Exercise instructions: Each line below is to be written out once more, precisely as given.

Items from a data source:

########################################

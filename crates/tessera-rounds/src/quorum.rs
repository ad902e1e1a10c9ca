//! Quorum arithmetic shared by every collection round.

use std::collections::{BTreeMap, HashMap};

use crate::error::RoundError;

/// Smallest number of matching votes that concludes a round with
/// `nb_participants` voters, i.e. `ceil((2n + 1) / 3)`.
pub fn consensus_threshold(nb_participants: usize) -> usize {
    (2 * nb_participants + 3) / 3
}

/// Accept an explicitly configured threshold if it lies between the
/// default threshold and the number of participants.
pub fn validate_threshold(threshold: usize, nb_participants: usize) -> Result<usize, RoundError> {
    let floor = consensus_threshold(nb_participants);
    if threshold < floor || threshold > nb_participants {
        return Err(RoundError::internal(format!(
            "consensus threshold ({}) must be between {} and {}",
            threshold, floor, nb_participants
        )));
    }
    Ok(threshold)
}

/// Number of votes of the most voted value
pub fn largest_vote_count<V: std::hash::Hash + Eq>(votes: impl IntoIterator<Item = V>) -> usize {
    let mut counter: HashMap<V, usize> = HashMap::new();
    for vote in votes {
        *counter.entry(vote).or_default() += 1;
    }
    counter.into_values().max().unwrap_or(0)
}

/// Fail with [`RoundError::MajorityImpossible`] when no value can reach
/// `threshold` anymore, even if every remaining participant votes for the
/// current leader.
pub fn check_majority_possible(
    votes_by_participant: &BTreeMap<String, String>,
    nb_participants: usize,
    threshold: usize,
) -> Result<(), RoundError> {
    if nb_participants == 0 || votes_by_participant.len() > nb_participants {
        return Err(RoundError::internal(
            "nb_participants not consistent with votes_by_participants",
        ));
    }
    if votes_by_participant.is_empty() {
        return Ok(());
    }

    let largest = largest_vote_count(votes_by_participant.values());
    let remaining = nb_participants - votes_by_participant.len();
    if remaining + largest < threshold {
        return Err(RoundError::MajorityImpossible(format!(
            "cannot reach quorum={}, number of remaining votes={}, number of most voted item's votes={}",
            threshold, remaining, largest
        )));
    }
    Ok(())
}

pub fn is_majority_possible(
    votes_by_participant: &BTreeMap<String, String>,
    nb_participants: usize,
    threshold: usize,
) -> bool {
    check_majority_possible(votes_by_participant, nb_participants, threshold).is_ok()
}

/// Same as [`check_majority_possible`], counting `new_voter`'s vote too
pub fn check_majority_possible_with_new_voter(
    votes_by_participant: &BTreeMap<String, String>,
    new_voter: &str,
    new_vote: &str,
    nb_participants: usize,
    threshold: usize,
) -> Result<(), RoundError> {
    if votes_by_participant.contains_key(new_voter) {
        return Err(RoundError::internal("voter has already voted"));
    }
    if votes_by_participant.len() + 1 > nb_participants {
        return Err(RoundError::internal(
            "nb_participants not consistent with votes_by_participants",
        ));
    }
    let mut votes = votes_by_participant.clone();
    votes.insert(new_voter.to_string(), new_vote.to_string());
    check_majority_possible(&votes, nb_participants, threshold)
}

########################################

Task output:
filename crates/tessera-rounds/src/quorum.rs
repository ad902e1e1a10c9ca
//! Quorum arithmetic shared by every collection round.

use std::collections::{BTreeMap, HashMap};

use crate::error::RoundError;

/// Smallest number of matching votes that concludes a round with
/// `nb_participants` voters, i.e. `ceil((2n + 1) / 3)`.
pub fn consensus_threshold(nb_participants: usize) -> usize {
    (2 * nb_participants + 3) / 3
}

/// Accept an explicitly configured threshold if it lies between the
/// default threshold and the number of participants.
pub fn validate_threshold(threshold: usize, nb_participants: usize) -> Result<usize, RoundError> {
    let floor = consensus_threshold(nb_participants);
    if threshold < floor || threshold > nb_participants {
        return Err(RoundError::internal(format!(
            "consensus threshold ({}) must be between {} and {}",
            threshold, floor, nb_participants
        )));
    }
    Ok(threshold)
}

/// Number of votes of the most voted value
pub fn largest_vote_count<V: std::hash::Hash + Eq>(votes: impl IntoIterator<Item = V>) -> usize {
    let mut counter: HashMap<V, usize> = HashMap::new();
    for vote in votes {
        *counter.entry(vote).or_default() += 1;
    }
    counter.into_values().max().unwrap_or(0)
}

/// Fail with [`RoundError::MajorityImpossible`] when no value can reach
/// `threshold` anymore, even if every remaining participant votes for the
/// current leader.
pub fn check_majority_possible(
    votes_by_participant: &BTreeMap<String, String>,
    nb_participants: usize,
    threshold: usize,
) -> Result<(), RoundError> {
    if nb_participants == 0 || votes_by_participant.len() > nb_participants {
        return Err(RoundError::internal(
            "nb_participants not consistent with votes_by_participants",
        ));
    }
    if votes_by_participant.is_empty() {
        return Ok(());
    }

    let largest = largest_vote_count(votes_by_participant.values());
    let remaining = nb_participants - votes_by_participant.len();
    if remaining + largest < threshold {
        return Err(RoundError::MajorityImpossible(format!(
            "cannot reach quorum={}, number of remaining votes={}, number of most voted item's votes={}",
            threshold, remaining, largest
        )));
    }
    Ok(())
}

pub fn is_majority_possible(
    votes_by_participant: &BTreeMap<String, String>,
    nb_participants: usize,
    threshold: usize,
) -> bool {
    check_majority_possible(votes_by_participant, nb_participants, threshold).is_ok()
}

/// Same as [`check_majority_possible`], counting `new_voter`'s vote too
pub fn check_majority_possible_with_new_voter(
    votes_by_participant: &BTreeMap<String, String>,
    new_voter: &str,
    new_vote: &str,
    nb_participants: usize,
    threshold: usize,
) -> Result<(), RoundError> {
    if votes_by_participant.contains_key(new_voter) {
        return Err(RoundError::internal("voter has already voted"));
    }
    if votes_by_participant.len() + 1 > nb_participants {
        return Err(RoundError::internal(
            "nb_participants not consistent with votes_by_participants",
        ));
    }
    let mut votes = votes_by_participant.clone();
    votes.insert(new_voter.to_string(), new_vote.to_string());
    check_majority_possible(&votes, nb_participants, threshold)
}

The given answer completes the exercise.